Urla di gioia risuonano dall’entrata della casa. Si tratta di una vicina che porta delle notizie: una giovane ragazza di Kocho è riuscita a scappare e ben presto dovrebbe arrivare a Dohuk. Sono sempre più le donne che riescono a fuggire, vengono poi recuperate dai passatori che aiutano gli yazidi a lasciare il territorio dell’ISIS.

Dopo il nostro arrivo a Dohuk, restammo qualche giorno nella casa di un notabile del posto. Azad cercava di trovarci un tetto sopra la testa, ma c’erano talmente tanti rifugiati nella città che i prezzi esplosero. A causa degli eventi, l’affitto di una casa nel villaggio era aumentato di 200 dollari, quindi ormai si arrivava a 700 dollari, perfino 1000 per un piccolo appartamento in città. Ecco che all’entrata della città cominciarono ad estendersi dei giganteschi campi profughi.

Azad non voleva che ci sistemassimo in un campo, anche se l’acqua, l’elettricità e il cibo erano gratis. Diceva che c’erano stati degli incidenti: alcune tende avevano preso fuoco per via dei riscaldamenti in cherosene e donne e bambini erano morti bruciati vivi all’interno. Mio fratello voleva soltanto trovare un luogo sicuro e confortevole dove potessimo sistemarci tutti insieme, avevamo sofferto abbastanza, diceva.

Poi finalmente, nei pressi di un villaggio della frontiera siriana, Azad trovò una casa in costruzione. Il suo proprietario era in Germania ma Azad riuscì a raggiungerlo. Era un uomo generoso che accettò di prestarci la sua casa per trascorrervi almeno l’inverno.

Utilizzando dei cavi, Azad riesce ad installare l’elettricità all’interno della casa. Nella prima stanza è così freddo e umido che il nostro respiro produce vapore.

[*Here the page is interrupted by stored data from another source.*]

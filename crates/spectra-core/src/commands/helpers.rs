use std::collections::{HashMap, HashSet};

use rusqlite::types::{Type, Value};
use rusqlite::{params_from_iter, Connection, Row};

use crate::attributes::{AttrValue, Attribute, AttributeRegistry};
use crate::error::{EntityKind, Result, SpectraError, StoreContext};
use crate::model::{parse_timestamp, CampaignId, HierarchyNode, NodeId, Record, RecordId};
use crate::session::Visibility;
use crate::store::{placeholders, MAX_BIND};

pub(crate) const RECORD_COLUMNS: &str =
    "record_id, node_id, campaign_id, owner_id, measurement_ref, calibration_id, created_at";

pub(crate) const NODE_COLUMNS: &str = "node_id, campaign_id, parent_id, name";

pub(crate) fn record_from_row(row: &Row<'_>) -> rusqlite::Result<Record> {
    let raw: String = row.get(6)?;
    let created_at = parse_timestamp(&raw).ok_or_else(|| {
        rusqlite::Error::FromSqlConversionFailure(
            6,
            Type::Text,
            format!("malformed timestamp '{}'", raw).into(),
        )
    })?;
    Ok(Record {
        id: row.get(0)?,
        node_id: row.get(1)?,
        campaign_id: row.get(2)?,
        owner_id: row.get(3)?,
        measurement_ref: row.get(4)?,
        calibration_id: row.get(5)?,
        created_at,
    })
}

pub(crate) fn node_from_row(row: &Row<'_>) -> rusqlite::Result<HierarchyNode> {
    Ok(HierarchyNode {
        id: row.get(0)?,
        campaign_id: row.get(1)?,
        parent_id: row.get(2)?,
        name: row.get(3)?,
    })
}

/// Order-preserving dedup.
pub(crate) fn unique<T: Copy + Eq + std::hash::Hash>(items: &[T]) -> Vec<T> {
    let mut seen = HashSet::with_capacity(items.len());
    items.iter().copied().filter(|item| seen.insert(*item)).collect()
}

/// Run `SELECT ... WHERE col IN (...)` over `ids` in chunks, collecting the mapped rows.
///
/// `sql` must contain a single `{}` where the placeholder list goes; `leading` values
/// are bound before the ids.
pub(crate) fn select_in<I, T, F>(
    conn: &Connection,
    op: &str,
    sql: &str,
    leading: &[Value],
    ids: &[I],
    mut map: F,
) -> Result<Vec<T>>
where
    I: rusqlite::ToSql,
    F: FnMut(&Row<'_>) -> rusqlite::Result<T>,
{
    let mut out = Vec::new();
    for chunk in ids.chunks(MAX_BIND) {
        let statement = sql.replacen("{}", &placeholders(chunk.len()), 1);
        let mut stmt = conn.prepare(&statement).during(op)?;
        let params = leading
            .iter()
            .map(|v| v as &dyn rusqlite::ToSql)
            .chain(chunk.iter().map(|id| id as &dyn rusqlite::ToSql));
        let rows = stmt.query_map(params_from_iter(params), &mut map).during(op)?;
        for row in rows {
            out.push(row.during(op)?);
        }
    }
    Ok(out)
}

/// Run a statement over `ids` in chunks and return the total number of changed rows.
pub(crate) fn execute_in<I: rusqlite::ToSql>(
    conn: &Connection,
    op: &str,
    sql: &str,
    ids: &[I],
) -> Result<usize> {
    let mut changed = 0;
    for chunk in ids.chunks(MAX_BIND) {
        let statement = sql.replacen("{}", &placeholders(chunk.len()), 1);
        changed += conn
            .execute(&statement, params_from_iter(chunk.iter()))
            .during(op)?;
    }
    Ok(changed)
}

/// Campaign of each existing record.
pub(crate) fn record_campaigns(
    conn: &Connection,
    ids: &[RecordId],
) -> Result<HashMap<RecordId, CampaignId>> {
    let rows = select_in(
        conn,
        "look up records",
        "SELECT record_id, campaign_id FROM record WHERE record_id IN ({})",
        &[],
        ids,
        |row| Ok((row.get::<_, RecordId>(0)?, row.get::<_, CampaignId>(1)?)),
    )?;
    Ok(rows.into_iter().collect())
}

/// Dedup `ids` and check each one exists and is visible. Invisible records are
/// reported as not found, same as missing ones.
pub(crate) fn require_records(
    conn: &Connection,
    visibility: &Visibility,
    ids: &[RecordId],
) -> Result<Vec<RecordId>> {
    let ids = unique(ids);
    let campaigns = record_campaigns(conn, &ids)?;
    for id in &ids {
        match campaigns.get(id) {
            Some(campaign) if visibility.allows(*campaign) => {}
            _ => return Err(SpectraError::not_found(EntityKind::Record, id)),
        }
    }
    Ok(ids)
}

pub(crate) fn require_record(
    conn: &Connection,
    visibility: &Visibility,
    id: RecordId,
) -> Result<Record> {
    let record = conn
        .query_row(
            &format!("SELECT {} FROM record WHERE record_id = ?", RECORD_COLUMNS),
            [id],
            record_from_row,
        )
        .optional_during("get record")?;
    match record {
        Some(record) if visibility.allows(record.campaign_id) => Ok(record),
        _ => Err(SpectraError::not_found(EntityKind::Record, id)),
    }
}

pub(crate) fn require_node(
    conn: &Connection,
    visibility: &Visibility,
    id: NodeId,
) -> Result<HierarchyNode> {
    let node = conn
        .query_row(
            &format!("SELECT {} FROM hierarchy_node WHERE node_id = ?", NODE_COLUMNS),
            [id],
            node_from_row,
        )
        .optional_during("get hierarchy node")?;
    match node {
        Some(node) if visibility.allows(node.campaign_id) => Ok(node),
        _ => Err(SpectraError::not_found(EntityKind::HierarchyNode, id)),
    }
}

pub(crate) fn require_campaign(
    conn: &Connection,
    visibility: &Visibility,
    id: CampaignId,
) -> Result<()> {
    let exists = conn
        .query_row("SELECT 1 FROM campaign WHERE campaign_id = ?", [id], |_| Ok(()))
        .optional_during("get campaign")?
        .is_some();
    if exists && visibility.allows(id) {
        Ok(())
    } else {
        Err(SpectraError::not_found(EntityKind::Campaign, id))
    }
}

/// Resolve an attribute for writing `value`. Values are never coerced across kinds.
pub(crate) fn writable_attribute<'r>(
    registry: &'r AttributeRegistry,
    name: &str,
    value: &AttrValue,
) -> Result<&'r Attribute> {
    let attribute = registry.resolve(name)?;
    check_kind(attribute, value)?;
    Ok(attribute)
}

pub(crate) fn check_kind(attribute: &Attribute, value: &AttrValue) -> Result<()> {
    if value.kind() == attribute.kind {
        value.ensure_storable()
    } else {
        Err(SpectraError::TypeMismatch {
            attribute: attribute.name.clone(),
            expected: attribute.kind.to_string(),
            found: value.kind().to_string(),
        })
    }
}

/// Every node under `root`, including it, in pre-order (each node before its
/// descendants). Iterative so deep trees cannot exhaust the stack.
pub(crate) fn subtree(conn: &Connection, root: NodeId) -> Result<Vec<NodeId>> {
    let mut stmt = conn
        .prepare("SELECT node_id FROM hierarchy_node WHERE parent_id = ? ORDER BY node_id DESC")
        .during("walk hierarchy")?;
    let mut order = Vec::new();
    let mut seen = HashSet::new();
    let mut stack = vec![root];
    while let Some(node) = stack.pop() {
        if !seen.insert(node) {
            return Err(SpectraError::integrity(
                "walk hierarchy",
                format!("node {} is reachable twice", node),
            ));
        }
        order.push(node);
        let children = stmt
            .query_map([node], |row| row.get::<_, NodeId>(0))
            .during("walk hierarchy")?
            .collect::<rusqlite::Result<Vec<_>>>()
            .during("walk hierarchy")?;
        stack.extend(children);
    }
    Ok(order)
}

/// `Option`-returning variant of [`StoreContext::during`] for single-row lookups.
pub(crate) trait OptionalContext<T> {
    fn optional_during(self, op: &str) -> Result<Option<T>>;
}

impl<T> OptionalContext<T> for rusqlite::Result<T> {
    fn optional_during(self, op: &str) -> Result<Option<T>> {
        match self {
            Ok(value) => Ok(Some(value)),
            Err(rusqlite::Error::QueryReturnedNoRows) => Ok(None),
            Err(e) => Err(SpectraError::from_store(op, e)),
        }
    }
}
//! Taxonomy resolver.
//!
//! Taxonomy attributes take their values from a controlled-vocabulary tree stored per
//! attribute. Sibling names are unique within a parent. Reads are the main path;
//! [`insert_node`] exists for seeding vocabularies.

use std::collections::BTreeMap;

use rusqlite::{params, Connection, Row};

use crate::attributes::{Attribute, ValueKind};
use crate::commands::helpers::OptionalContext;
use crate::error::{EntityKind, Result, SpectraError, StoreContext};
use crate::model::{TaxonomyId, TaxonomyNode};
use crate::session::Session;

const TAXONOMY_COLUMNS: &str = "taxonomy_id, attribute_id, parent_id, name, code, description";

fn taxonomy_from_row(row: &Row<'_>) -> rusqlite::Result<TaxonomyNode> {
    Ok(TaxonomyNode {
        id: row.get(0)?,
        attribute_id: row.get(1)?,
        parent_id: row.get(2)?,
        name: row.get(3)?,
        code: row.get(4)?,
        description: row.get(5)?,
    })
}

fn taxonomy_attribute(session: &mut Session, name: &str) -> Result<Attribute> {
    let registry = session.registry()?;
    let attribute = registry.resolve(name)?;
    if attribute.kind != ValueKind::Taxonomy {
        return Err(SpectraError::InvalidArgument(format!(
            "attribute '{}' holds {} values, not taxonomy nodes",
            name, attribute.kind
        )));
    }
    Ok(attribute.clone())
}

fn load_node(conn: &Connection, id: TaxonomyId) -> Result<TaxonomyNode> {
    conn.query_row(
        &format!("SELECT {} FROM taxonomy WHERE taxonomy_id = ?", TAXONOMY_COLUMNS),
        [id],
        taxonomy_from_row,
    )
    .optional_during("get taxonomy node")?
    .ok_or_else(|| SpectraError::not_found(EntityKind::TaxonomyNode, id))
}

fn list_nodes(
    conn: &Connection,
    sql: &str,
    params: impl rusqlite::Params,
) -> Result<Vec<TaxonomyNode>> {
    let mut stmt = conn.prepare(sql).during("list taxonomy nodes")?;
    let nodes = stmt
        .query_map(params, taxonomy_from_row)
        .during("list taxonomy nodes")?
        .collect::<rusqlite::Result<Vec<_>>>()
        .during("list taxonomy nodes")?;
    Ok(nodes)
}

/// Add `name` under `parent` in `attribute`'s vocabulary, or return the existing
/// node of that name.
pub fn insert_node(
    session: &mut Session,
    attribute: &str,
    parent: Option<TaxonomyId>,
    name: &str,
    code: Option<&str>,
) -> Result<TaxonomyId> {
    let name = name.trim();
    if name.is_empty() {
        return Err(SpectraError::InvalidArgument(
            "taxonomy node name cannot be empty".into(),
        ));
    }
    let attribute = taxonomy_attribute(session, attribute)?;
    session.db.write("insert taxonomy node", |tx| {
        if let Some(parent) = parent {
            let parent = load_node(tx, parent)?;
            if parent.attribute_id != attribute.id {
                return Err(SpectraError::InvalidArgument(format!(
                    "taxonomy node {} belongs to another attribute than '{}'",
                    parent.id, attribute.name
                )));
            }
        }
        tx.execute(
            "INSERT OR IGNORE INTO taxonomy (attribute_id, parent_id, name, code)
             VALUES (?, ?, ?, ?)",
            params![attribute.id, parent, name, code],
        )
        .during("insert taxonomy node")?;
        tx.query_row(
            "SELECT taxonomy_id FROM taxonomy
             WHERE attribute_id = ? AND IFNULL(parent_id, 0) = IFNULL(?, 0) AND name = ?",
            params![attribute.id, parent, name],
            |row| row.get(0),
        )
        .during("insert taxonomy node")
    })
}

pub fn node(session: &Session, id: TaxonomyId) -> Result<TaxonomyNode> {
    session
        .db
        .read("get taxonomy node", |conn| load_node(conn, id))
}

/// Top-level nodes of `attribute`'s vocabulary, by name.
pub fn roots(session: &mut Session, attribute: &str) -> Result<Vec<TaxonomyNode>> {
    let attribute = taxonomy_attribute(session, attribute)?;
    session.db.read("list taxonomy roots", |conn| {
        list_nodes(
            conn,
            &format!(
                "SELECT {} FROM taxonomy WHERE attribute_id = ? AND parent_id IS NULL
                 ORDER BY name",
                TAXONOMY_COLUMNS
            ),
            [attribute.id],
        )
    })
}

pub fn children(session: &Session, id: TaxonomyId) -> Result<Vec<TaxonomyNode>> {
    session.db.read("list taxonomy children", |conn| {
        load_node(conn, id)?;
        list_nodes(
            conn,
            &format!(
                "SELECT {} FROM taxonomy WHERE parent_id = ? ORDER BY name",
                TAXONOMY_COLUMNS
            ),
            [id],
        )
    })
}

/// Look a node up by name anywhere in `attribute`'s vocabulary. When the name is used
/// under several parents, the oldest node wins.
pub fn id_by_name(session: &mut Session, attribute: &str, name: &str) -> Result<TaxonomyId> {
    let attribute = taxonomy_attribute(session, attribute)?;
    session.db.read("find taxonomy node", |conn| {
        conn.query_row(
            "SELECT taxonomy_id FROM taxonomy WHERE attribute_id = ? AND name = ?
             ORDER BY taxonomy_id LIMIT 1",
            params![attribute.id, name],
            |row| row.get(0),
        )
        .optional_during("find taxonomy node")?
        .ok_or_else(|| {
            SpectraError::not_found(
                EntityKind::TaxonomyNode,
                format!("{}:{}", attribute.name, name),
            )
        })
    })
}

/// Id to name for every node of `attribute`'s vocabulary.
pub fn name_map(session: &mut Session, attribute: &str) -> Result<BTreeMap<TaxonomyId, String>> {
    let attribute = taxonomy_attribute(session, attribute)?;
    session.db.read("map taxonomy names", |conn| {
        let mut stmt = conn
            .prepare("SELECT taxonomy_id, name FROM taxonomy WHERE attribute_id = ?")
            .during("map taxonomy names")?;
        let map = stmt
            .query_map([attribute.id], |row| {
                Ok((row.get::<_, TaxonomyId>(0)?, row.get::<_, String>(1)?))
            })
            .during("map taxonomy names")?
            .collect::<rusqlite::Result<BTreeMap<_, _>>>()
            .during("map taxonomy names")?;
        Ok(map)
    })
}

/// The chain of nodes from the vocabulary root down to `id`.
pub fn path(session: &Session, id: TaxonomyId) -> Result<Vec<TaxonomyNode>> {
    session.db.read("get taxonomy path", |conn| {
        let mut chain = vec![load_node(conn, id)?];
        while let Some(parent) = chain.last().and_then(|n| n.parent_id) {
            if chain.iter().any(|n| n.id == parent) {
                return Err(SpectraError::integrity(
                    "get taxonomy path",
                    format!("taxonomy node {} is its own ancestor", parent),
                ));
            }
            chain.push(load_node(conn, parent)?);
        }
        chain.reverse();
        Ok(chain)
    })
}
//! Grouping records by attribute values.
//!
//! Records are bucketed by the combination of their first value for each named
//! attribute. "Unset" counts as a value here, so records lacking an attribute share a
//! bucket. Buckets appear in the order their first record appears in the input.

use std::collections::HashMap;

use serde::Serialize;

use crate::attributes::AttrValue;
use crate::commands::eav::first_values;
use crate::commands::helpers::unique;
use crate::error::Result;
use crate::model::RecordId;
use crate::session::Session;

#[derive(Debug, Clone, PartialEq, Serialize)]
pub struct SortGroup {
    /// One entry per requested attribute, `None` where unset.
    pub values: Vec<Option<AttrValue>>,
    pub records: Vec<RecordId>,
}

pub fn sort_by_attributes(
    session: &mut Session,
    records: &[RecordId],
    attributes: &[&str],
) -> Result<Vec<SortGroup>> {
    let records = unique(records);
    let mut columns = Vec::with_capacity(attributes.len());
    for name in attributes {
        columns.push(first_values(session, &records, name)?);
    }

    let mut groups: Vec<SortGroup> = Vec::new();
    let mut index: HashMap<Vec<Option<String>>, usize> = HashMap::new();
    for (row, record) in records.iter().enumerate() {
        let values: Vec<Option<AttrValue>> = columns.iter().map(|c| c[row].clone()).collect();
        let key = values
            .iter()
            .map(|v| v.as_ref().map(AttrValue::value_key))
            .collect();
        match index.get(&key) {
            Some(&group) => groups[group].records.push(*record),
            None => {
                index.insert(key, groups.len());
                groups.push(SortGroup {
                    values,
                    records: vec![*record],
                });
            }
        }
    }
    Ok(groups)
}
use crate::attributes::{AttributeSpec, ValueKind};
use crate::commands::{attributes, campaigns, hierarchy, records};
use crate::model::{AttributeId, CampaignId, NewCampaign, NewRecord, NodeId, RecordId};
use crate::session::{ProgressSink, Session};
use crate::store::Database;
use std::sync::{Arc, Mutex};

/// An in-memory engine with a seeded catalog, one campaign and one root node.
pub struct TestEnv {
    pub session: Session,
    pub campaign: CampaignId,
    /// Root node "Root" of `campaign`.
    pub node: NodeId,
}

impl Default for TestEnv {
    fn default() -> Self {
        Self::new()
    }
}

impl TestEnv {
    /// Seeds the attributes
    ///
    /// | name        | kind     | category       |
    /// |-------------|----------|----------------|
    /// | species     | text     | Vegetation     |
    /// | height      | integer  | Vegetation     |
    /// | reflectance | real     | Optics (`%`)   |
    /// | acquired    | datetime |                |
    /// | land_cover  | taxonomy | Classification |
    /// | plot        | binary   |                |
    ///
    /// and campaign "C" with root node "Root".
    pub fn new() -> Self {
        let mut env = Self::empty();
        let specs = [
            AttributeSpec::new("species", ValueKind::Text).in_category("Vegetation"),
            AttributeSpec::new("height", ValueKind::Integer).in_category("Vegetation"),
            AttributeSpec::new("reflectance", ValueKind::Real)
                .in_category("Optics")
                .with_unit("%"),
            AttributeSpec::new("acquired", ValueKind::DateTime),
            AttributeSpec::new("land_cover", ValueKind::Taxonomy).in_category("Classification"),
            AttributeSpec::new("plot", ValueKind::Binary),
        ];
        for spec in &specs {
            attributes::define_attribute(&mut env.session, spec).expect("seed attribute");
        }
        let (campaign, node) = env.campaign_with_root(NewCampaign::new("C"), "Root");
        env.campaign = campaign;
        env.node = node;
        env
    }

    /// A fresh database with nothing in it. `campaign` and `node` are placeholders.
    pub fn empty() -> Self {
        let db = Database::open_in_memory().expect("open in-memory database");
        Self {
            session: Session::new(Arc::new(db)),
            campaign: CampaignId(0),
            node: NodeId(0),
        }
    }

    /// A new record under the root node.
    pub fn record(&mut self) -> RecordId {
        self.record_under(self.node)
    }

    pub fn record_under(&mut self, node: NodeId) -> RecordId {
        records::insert_record(&mut self.session, &NewRecord::new(node))
            .expect("insert record")
            .id
    }

    pub fn campaign_with_root(
        &mut self,
        campaign: NewCampaign,
        root: &str,
    ) -> (CampaignId, NodeId) {
        let campaign = campaigns::insert_campaign(&mut self.session, &campaign)
            .expect("insert campaign")
            .id;
        let node = hierarchy::get_or_create_child(&mut self.session, campaign, None, root)
            .expect("create root node");
        (campaign, node)
    }

    pub fn attribute_id(&mut self, name: &str) -> AttributeId {
        attributes::resolve(&mut self.session, name)
            .expect("seeded attribute")
            .id
    }

    /// Row count of a table, bypassing visibility.
    pub fn count(&self, table: &str) -> i64 {
        self.session
            .database()
            .read("count rows", |conn| {
                conn.query_row(&format!("SELECT COUNT(*) FROM {}", table), [], |row| {
                    row.get(0)
                })
                .map_err(|e| crate::error::SpectraError::from_store("count rows", e))
            })
            .expect("count rows")
    }
}

/// Progress sink that keeps every event: operation names as given, steps as `done/total`.
#[derive(Clone, Default)]
pub struct ProgressLog(Arc<Mutex<Vec<String>>>);

impl ProgressLog {
    /// Attach a fresh log to `session` and return a handle to read it.
    pub fn attach(session: &mut Session) -> Self {
        let log = Self::default();
        session.set_progress_sink(Box::new(log.clone()));
        log
    }

    pub fn events(&self) -> Vec<String> {
        self.0.lock().expect("progress log").clone()
    }
}

impl ProgressSink for ProgressLog {
    fn set_operation(&mut self, operation: &str) {
        self.0.lock().expect("progress log").push(operation.to_string());
    }

    fn set_progress(&mut self, done: usize, total: usize) {
        self.0
            .lock()
            .expect("progress log")
            .push(format!("{}/{}", done, total));
    }
}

La seconda stanza invece è in nudo calcestruzzo grigio e un telone bianco si staglia per coprire la cornice di una finestra spalancata. Anche se è una casa in via di costruzione, siamo al sicuro qui. Tuttavia, non posso fare a meno di pensare che siamo sempre in una prigione. Non abbiamo più i nostri genitori, solo i nostri occhi per piangerli. Ci sentiamo abbandonati.